Limited Liability Company (Romanian: societate cu raspundere limitata , S.R.L.) Stock Company (Romanian: socieate pe actiuni, S.A.); General Partnership (Romanian: societate in nume colectiv, S.N.C.); Limited Partnership (Romanian: societate in comandita simpla, S.C.S.); Partnership limited by shares (Romanian: societate in comandita pe actiuni, S.C.A.). Most of the companies incorporated in Romania are limited liability companies and stock companies, because of the fact that the partners/shareholders are held liable within the limits of their subscribed equity.

Types of Companies:

Person companies (Romanian: societati de persoane): general partnership, limited partnership, partnership limited by shares, limited liability companies. These companies are established in consideration of the persons that set up the company. There are stricter rules when it comes to transferring the shares and taking decisions in the company. Capital companies (Romanian: societati de capitaluri): limited liability companies, stock companies.

Incorporation of a company:

Can last up to five working days from the submitting of the documents at the trade registry; It is prolonged with 15 days when the word Romanian or national is included in the company s name; Certain approvals are necessary, depending on the object of activity of the company.

Headquarters of the company:

It is not allowed for more companies to have their headquarters in the same location, except for some specific situations (for example if they establish their headquarters temporarily at the headquarters of a law firm and they do not unfold any activities there); It is allowed for more companies to have their headquarters in the same building, apartment, provided that the location enables the independent functioning of more companies and that each company has at least one room that it uses solely (the room must be identified on the sketch/ plan of the building attached to the application that is submitted at the trade registry);

CAEN code and object of activity

CAEN code of the object of activity (Romanian: CAEN Clasificarea activitatilor din economia nationala, classification of the activities from the national economy); Activity field, main activity field (only one can be chosen), auxiliary activity fields (there is no limit to how many can be chosen, but it is not recommended to choose all CAEN codes because some require authorizations); The main activity field, as well as the auxiliary activity fields must be included in the incorporation documents of the company; The main activity field may be changed by decision of the associates; The auxiliary activities may be extended or restricted anytime, by filling an application at the trade registry, without a decision of the associates.
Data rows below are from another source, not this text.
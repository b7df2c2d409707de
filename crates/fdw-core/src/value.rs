// SPDX-License-Identifier: Apache-2.0

//! Value representations on both sides of the bridge
//!
//! [`Value`] is what the host engine sees, [`RemoteValue`] is what travels
//! over the remote channel. Only the bridge converts between the two.

use chrono::{DateTime, FixedOffset, NaiveDate, NaiveDateTime, NaiveTime};
use rust_decimal::Decimal;
use serde::{Deserialize, Serialize};
use uuid::Uuid;

/// Local (host engine) value
#[derive(Debug, Clone, PartialEq, Serialize, Deserialize)]
#[serde(tag = "type", content = "value", rename_all = "snake_case")]
pub enum Value {
    Null,
    Bool(bool),
    Int(i64),
    Float(f64),
    Numeric(Decimal),
    Text(String),
    /// Character data of unknown encoding, passed through uninterpreted.
    RawText(#[serde(with = "base64_bytes")] Vec<u8>),
    Bytes(#[serde(with = "base64_bytes")] Vec<u8>),
    Uuid(Uuid),
    Date(NaiveDate),
    Time(NaiveTime),
    Timestamp(NaiveDateTime),
    TimestampTz(DateTime<FixedOffset>),
}

impl Value {
    pub fn is_null(&self) -> bool {
        matches!(self, Value::Null)
    }

    pub fn as_bool(&self) -> Option<bool> {
        match self {
            Value::Bool(b) => Some(*b),
            _ => None,
        }
    }

    pub fn as_i64(&self) -> Option<i64> {
        match self {
            Value::Int(i) => Some(*i),
            _ => None,
        }
    }

    pub fn as_str(&self) -> Option<&str> {
        match self {
            Value::Text(s) => Some(s),
            _ => None,
        }
    }

    /// Short type label used in diagnostics.
    pub fn kind(&self) -> &'static str {
        match self {
            Value::Null => "null",
            Value::Bool(_) => "bool",
            Value::Int(_) => "int",
            Value::Float(_) => "float",
            Value::Numeric(_) => "numeric",
            Value::Text(_) => "text",
            Value::RawText(_) => "raw text",
            Value::Bytes(_) => "bytes",
            Value::Uuid(_) => "uuid",
            Value::Date(_) => "date",
            Value::Time(_) => "time",
            Value::Timestamp(_) => "timestamp",
            Value::TimestampTz(_) => "timestamptz",
        }
    }
}

impl From<bool> for Value {
    fn from(v: bool) -> Self {
        Value::Bool(v)
    }
}

impl From<i64> for Value {
    fn from(v: i64) -> Self {
        Value::Int(v)
    }
}

impl From<i32> for Value {
    fn from(v: i32) -> Self {
        Value::Int(v as i64)
    }
}

impl From<&str> for Value {
    fn from(v: &str) -> Self {
        Value::Text(v.to_string())
    }
}

impl From<f64> for Value {
    fn from(v: f64) -> Self {
        Value::Float(v)
    }
}

/// Value as exchanged with the remote channel
#[derive(Debug, Clone, PartialEq, Serialize, Deserialize)]
#[serde(tag = "type", content = "value", rename_all = "snake_case")]
pub enum RemoteValue {
    Null,
    Boolean(bool),
    Integer(i64),
    Int128(i128),
    Double(f64),
    Decimal(Decimal),
    /// Character data already transliterated to the connection charset.
    Text(String),
    /// Character data the remote could not transliterate (charset NONE).
    UntaggedText(#[serde(with = "base64_bytes")] Vec<u8>),
    Binary(#[serde(with = "base64_bytes")] Vec<u8>),
    Date(NaiveDate),
    Time(NaiveTime),
    Timestamp(NaiveDateTime),
    TimestampTz(DateTime<FixedOffset>),
}

impl RemoteValue {
    pub fn is_null(&self) -> bool {
        matches!(self, RemoteValue::Null)
    }

    pub fn kind(&self) -> &'static str {
        match self {
            RemoteValue::Null => "NULL",
            RemoteValue::Boolean(_) => "BOOLEAN",
            RemoteValue::Integer(_) => "INTEGER",
            RemoteValue::Int128(_) => "INT128",
            RemoteValue::Double(_) => "DOUBLE PRECISION",
            RemoteValue::Decimal(_) => "DECIMAL",
            RemoteValue::Text(_) => "VARCHAR",
            RemoteValue::UntaggedText(_) => "VARCHAR CHARACTER SET NONE",
            RemoteValue::Binary(_) => "BLOB SUB_TYPE BINARY",
            RemoteValue::Date(_) => "DATE",
            RemoteValue::Time(_) => "TIME",
            RemoteValue::Timestamp(_) => "TIMESTAMP",
            RemoteValue::TimestampTz(_) => "TIMESTAMP WITH TIME ZONE",
        }
    }
}

/// Opaque remote row identifier (`RDB$DB_KEY` for a table is 8 bytes)
#[derive(Debug, Clone, PartialEq, Eq, Hash, Serialize, Deserialize)]
pub struct RowId(#[serde(with = "base64_bytes")] Vec<u8>);

impl RowId {
    pub const LEN: usize = 8;

    pub fn from_bytes(bytes: Vec<u8>) -> Option<Self> {
        (bytes.len() == Self::LEN).then_some(Self(bytes))
    }

    pub fn as_bytes(&self) -> &[u8] {
        &self.0
    }

    pub fn to_remote(&self) -> RemoteValue {
        RemoteValue::Binary(self.0.clone())
    }
}

/// A projected row plus its hidden row identifier
///
/// `values` always has one slot per table column; columns the scan did not
/// retrieve are `Value::Null`.
#[derive(Debug, Clone, PartialEq, Serialize, Deserialize)]
pub struct Row {
    pub values: Vec<Value>,
    pub row_id: Option<RowId>,
}

impl Row {
    pub fn new(values: Vec<Value>) -> Self {
        Self {
            values,
            row_id: None,
        }
    }

    pub fn with_row_id(mut self, row_id: RowId) -> Self {
        self.row_id = Some(row_id);
        self
    }

    pub fn get(&self, index: usize) -> Option<&Value> {
        self.values.get(index)
    }
}

mod base64_bytes {
    use base64::{engine::general_purpose::STANDARD, Engine};
    use serde::{Deserialize, Deserializer, Serializer};

    pub fn serialize<S>(bytes: &[u8], serializer: S) -> Result<S::Ok, S::Error>
    where
        S: Serializer,
    {
        serializer.serialize_str(&STANDARD.encode(bytes))
    }

    pub fn deserialize<'de, D>(deserializer: D) -> Result<Vec<u8>, D::Error>
    where
        D: Deserializer<'de>,
    {
        let s = String::deserialize(deserializer)?;
        STANDARD.decode(&s).map_err(serde::de::Error::custom)
    }
}
// SPDX-License-Identifier: Apache-2.0

//! Scan executor
//!
//! Drives one remote SELECT per scan through
//! `Unopened -> Compiling -> Executing -> Fetching -> (Rescanning -> Fetching)* -> Closed`.
//! A rescan always re-issues the statement with the current parameter
//! values; the previous result is discarded, never rewound.
//!
//! Qualifiers that are not pushed down are filtered here when the local
//! evaluator covers them. The rest come back from [`ForeignScan::recheck_quals`]
//! and rows are returned without applying them.

use std::sync::Arc;

use tracing::instrument;

use fdw_core::{
    from_remote, to_remote, BridgeContext, ColumnDescriptor, FdwError, FdwResult, RemoteValue, Row, RowId, Value,
};
use fdw_sql::{classify, eval, statement, Expr, SelectStatement};

use super::types::{ForeignRelation, NestLevel, ScanState};
use crate::engine::{ConnectionManager, SessionHandle};

/// What the host asks a scan to produce
#[derive(Debug, Clone, Default)]
pub struct ScanRequest {
    /// Table columns the host needs, by position.
    pub columns: Vec<usize>,
    /// Restriction clauses, implicitly AND-ed.
    pub quals: Vec<Expr>,
    /// Also fetch the remote row identifier for a following UPDATE/DELETE.
    pub for_modify: bool,
    pub nest_level: NestLevel,
}

pub struct ForeignScan {
    manager: Arc<ConnectionManager>,
    relation: ForeignRelation,
    request: ScanRequest,
    state: ScanState,
    session: Option<SessionHandle>,
    bridge: Option<BridgeContext>,
    statement: Option<SelectStatement>,
    local_quals: Vec<Expr>,
    recheck_quals: Vec<Expr>,
    params: Vec<Value>,
    buffer: std::vec::IntoIter<Vec<RemoteValue>>,
    executions: u32,
    rows_returned: u64,
}

impl ForeignScan {
    pub fn new(manager: Arc<ConnectionManager>, relation: ForeignRelation, request: ScanRequest) -> Self {
        Self {
            manager,
            relation,
            request,
            state: ScanState::Unopened,
            session: None,
            bridge: None,
            statement: None,
            local_quals: Vec::new(),
            recheck_quals: Vec::new(),
            params: Vec::new(),
            buffer: Vec::new().into_iter(),
            executions: 0,
            rows_returned: 0,
        }
    }

    pub fn state(&self) -> ScanState {
        self.state
    }

    /// Remote SQL, once compiled.
    pub fn remote_sql(&self) -> Option<&str> {
        self.statement.as_ref().map(|s| s.sql.as_str())
    }

    /// Qualifiers evaluated locally on every fetched row.
    pub fn local_quals(&self) -> &[Expr] {
        &self.local_quals
    }

    /// Qualifiers the host must apply to the returned rows itself.
    pub fn recheck_quals(&self) -> &[Expr] {
        &self.recheck_quals
    }

    /// Number of times the remote statement has been executed.
    pub fn executions(&self) -> u32 {
        self.executions
    }

    pub fn rows_returned(&self) -> u64 {
        self.rows_returned
    }

    /// Compiles the scan and binds the initial parameter values.
    #[instrument(skip(self, params), fields(table = %self.relation.table.name))]
    pub async fn begin(&mut self, params: Vec<Value>) -> FdwResult<()> {
        if self.state != ScanState::Unopened {
            return Err(FdwError::invalid_state(format!(
                "scan already started (state {:?})",
                self.state
            )));
        }
        self.state = ScanState::Compiling;

        let session = self
            .manager
            .acquire(&self.relation.server, &self.relation.user, self.request.nest_level)
            .await?;

        let ctx = self.relation.sql_context(&session);
        let classified = classify(&ctx, &self.request.quals);

        let mut needed = self.request.columns.clone();
        for qual in &classified.local {
            qual.collect_columns(&mut needed);
        }
        needed.sort_unstable();
        needed.dedup();

        let stmt = statement::select(&ctx, &needed, &classified.remote, self.request.for_modify)?;
        let (local, recheck): (Vec<_>, Vec<_>) = classified.local.into_iter().partition(eval::evaluable);
        tracing::debug!(
            sql = %stmt.sql,
            pushed = classified.remote.len(),
            local = local.len(),
            recheck = recheck.len(),
            "foreign scan compiled"
        );

        self.bridge = Some(self.relation.bridge(&session, self.manager.settings().time_zone));
        self.local_quals = local;
        self.recheck_quals = recheck;
        self.statement = Some(stmt);
        self.session = Some(session);
        self.params = params;
        self.state = ScanState::Executing;
        Ok(())
    }

    /// Next row passing all local qualifiers, or `None` at the end.
    pub async fn next(&mut self) -> FdwResult<Option<Row>> {
        match self.state {
            ScanState::Executing | ScanState::Rescanning => self.execute().await?,
            ScanState::Fetching => {}
            state => {
                return Err(FdwError::invalid_state(format!(
                    "cannot fetch from a scan in state {state:?}"
                )))
            }
        }

        while let Some(raw) = self.buffer.next() {
            let row = self.decode(raw)?;
            if eval::matches_all(&self.local_quals, &row.values, &self.params)? {
                self.rows_returned += 1;
                return Ok(Some(row));
            }
        }
        Ok(None)
    }

    /// Restarts the scan; the next fetch re-executes the remote statement,
    /// with `params` replacing the bound values when given.
    pub fn rescan(&mut self, params: Option<Vec<Value>>) -> FdwResult<()> {
        match self.state {
            ScanState::Executing | ScanState::Fetching | ScanState::Rescanning => {}
            state => {
                return Err(FdwError::invalid_state(format!(
                    "cannot rescan a scan in state {state:?}"
                )))
            }
        }
        if let Some(params) = params {
            self.params = params;
        }
        self.buffer = Vec::new().into_iter();
        self.state = ScanState::Rescanning;
        Ok(())
    }

    pub fn end(&mut self) {
        self.buffer = Vec::new().into_iter();
        self.state = ScanState::Closed;
    }

    async fn execute(&mut self) -> FdwResult<()> {
        let (Some(session), Some(stmt), Some(bridge)) = (&self.session, &self.statement, &self.bridge) else {
            return Err(FdwError::invalid_state("scan executed before it was compiled"));
        };

        let mut remote_params = Vec::with_capacity(stmt.params.len());
        for slot in &stmt.params {
            let value = self.params.get(slot.index).ok_or_else(|| {
                FdwError::invalid_state(format!("parameter ${} not bound", slot.index + 1))
            })?;
            let descriptor = ColumnDescriptor::new(format!("${}", slot.index + 1), slot.ty);
            remote_params.push(to_remote(value, &descriptor, bridge)?);
        }

        let result = self.manager.execute(session, &stmt.sql, &remote_params).await?;
        tracing::debug!(rows = result.rows.len(), rescan = self.executions > 0, "foreign scan executed");
        self.buffer = result.rows.into_iter();
        self.executions += 1;
        self.state = ScanState::Fetching;
        Ok(())
    }

    fn decode(&self, raw: Vec<RemoteValue>) -> FdwResult<Row> {
        let (Some(stmt), Some(bridge)) = (&self.statement, &self.bridge) else {
            return Err(FdwError::invalid_state("scan row decoded before compilation"));
        };
        let table = &self.relation.table;
        let expected = stmt.columns.len().max(usize::from(!stmt.with_row_id)) + usize::from(stmt.with_row_id);
        if raw.len() != expected {
            return Err(FdwError::internal(format!(
                "remote row has {} fields, expected {expected}",
                raw.len()
            )));
        }

        let mut values = vec![Value::Null; table.columns.len()];
        let mut raw = raw.into_iter();
        for &index in &stmt.columns {
            let (Some(value), Some(column)) = (raw.next(), table.columns.get(index)) else {
                return Err(FdwError::internal(format!("column {index} missing from remote row")));
            };
            values[index] = from_remote(value, column, bridge)?;
        }

        let mut row = Row::new(values);
        if stmt.with_row_id {
            match raw.last() {
                Some(RemoteValue::Binary(bytes)) => {
                    let row_id = RowId::from_bytes(bytes)
                        .ok_or_else(|| FdwError::conversion("malformed remote row identifier"))?;
                    row = row.with_row_id(row_id);
                }
                other => {
                    return Err(FdwError::conversion(format!(
                        "expected a row identifier, got {}",
                        other.map_or("nothing", |v| v.kind())
                    )))
                }
            }
        }
        Ok(row)
    }
}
List of the documents that should be submitted at the trade registry for the incorporation of a company:
Applications (they can be found on the website of the trade registry); Reservation of the name of the company (the name can be reserved at the trade registry, except for names that include certain words Romanian, national; these require a special approval ); Proof that the share capital has been payed by the shareholders to a bank account opened on the name of the company (the capital has to be paid at least partially, depending on the type of company; for the limited liability company it has to be paid fully); Declaration of the administrator that it fulfills the conditions required by Romanian law to be administrator and that it accepts the position in the company; Declarations of the shareholders that they fulfill the conditions required by Romanian law to be shareholders; Signature sample of the administrator;

List of the documents that should be submitted at the trade registry for the incorporation of a company:
Proof of the right to have the headquarters established in a certain location from Romania (for example property title of the building, rental agreement); Power of attorneys from the shareholders if they do not submit the documents themselves; Incorporation documents (articles of incorporation, constitutive act); they should be signed either by the shareholders or by the persons empowered to represent them based on a special power of attorney. The substantially and formal requirements of these documents are included in Company Law 31/1990.

Particularities of S.R.L.

The minimum social capital is of: 200 RON; the value of a social part cannot be lower than 10 RON; It can be established even only with a sole associate, either natural or legal person; a natural or a legal person (Romanian or foreigner) can act as sole associate only for one limited liability company; Particularity: A limited liability company cannot have as sole associate a company which is held by a sole person;

Particularities of S.R.L

Is managed by one or more administrators, natural or legal persons, that are empowered to represent the company before third parties. Every share gives the right to a vote. The decisions need in principle the absolute majority of the shareholders, as well as the absolute majority of share capital. Still, it can be stipulated expressly in the incorporation document of the company that the absolute majority of the share capital is enough for taking a decision. Transfer of the shares in the company can be done unlimitedly among the shareholders of the company; to third parties only provided that shareholders holding at least 75% of the share capital agree to the transfer. The convening of the general meeting of the associates can be done by the administrator/ shareholders holding at least 25% of the share capital. The convening must be done 10 days before the actual meeting and the agenda of the meeting has to be transmitted to all participants. In case there is only one shareholder, all the prerogatives of the general meeting of the shareholders shall be exercised by the sole shareholder.

Particularities of S.A.

The minimum social capital: 25.000 EURO; the nominal share value cannot be lower than 0,1RON; the minimum number of shareholders cannot be less than 5; All shares have the same nominal value and they can either be bearer stock (Romanian: actiuni la purtator) or registered stock (Romanian: actiuni nominative). Stocks are divided between ordinary stocks and preference stocks (they are entitled to dividends before ordinary shares but lack the right to vote in the general meeting); If the constitutive act does not provide otherwise, the transmission of the shares does not require the approval of the other shareholders;

Particularities of S.A.

The convening of the general meeting of the shareholders is done at least once a year and whenever else it is considered necessary. General meetings can be ordinary (for the approving of the annual financial situations) or extraordinary (for the increase of the share capital, for taking decisions on the division or merging of the company), depending on the importance of the agenda. The quorum of the general meeting varies, depending on the type of general meeting and on whether it is the first convening with the same agenda or not; Special rules regarding the shares transactions, the increase of the social capital, other important amendments of the constitutive acts are applicable to the public listed stock companies (open companies).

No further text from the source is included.